##### Records to process

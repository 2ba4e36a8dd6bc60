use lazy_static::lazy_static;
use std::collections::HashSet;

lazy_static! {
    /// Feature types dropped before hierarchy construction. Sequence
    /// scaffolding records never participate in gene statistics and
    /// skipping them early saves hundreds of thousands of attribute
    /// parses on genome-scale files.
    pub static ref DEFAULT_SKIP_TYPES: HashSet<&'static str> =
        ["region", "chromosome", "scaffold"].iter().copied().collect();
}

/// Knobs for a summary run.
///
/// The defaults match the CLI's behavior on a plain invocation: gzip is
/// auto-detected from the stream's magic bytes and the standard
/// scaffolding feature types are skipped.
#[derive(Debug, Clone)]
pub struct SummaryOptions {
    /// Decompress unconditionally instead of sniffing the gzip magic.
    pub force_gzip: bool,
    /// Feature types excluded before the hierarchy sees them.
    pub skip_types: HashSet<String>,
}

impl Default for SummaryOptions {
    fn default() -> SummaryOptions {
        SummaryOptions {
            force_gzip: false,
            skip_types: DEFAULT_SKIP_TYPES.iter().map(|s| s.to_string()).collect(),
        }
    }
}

##########

◆ **Task goal**: From the entries above, pull out each line that includes "them".

◆ **Result for this task**:
    /// skipping them early saves hundreds of thousands of attribute
    /// Feature types excluded before the hierarchy sees them.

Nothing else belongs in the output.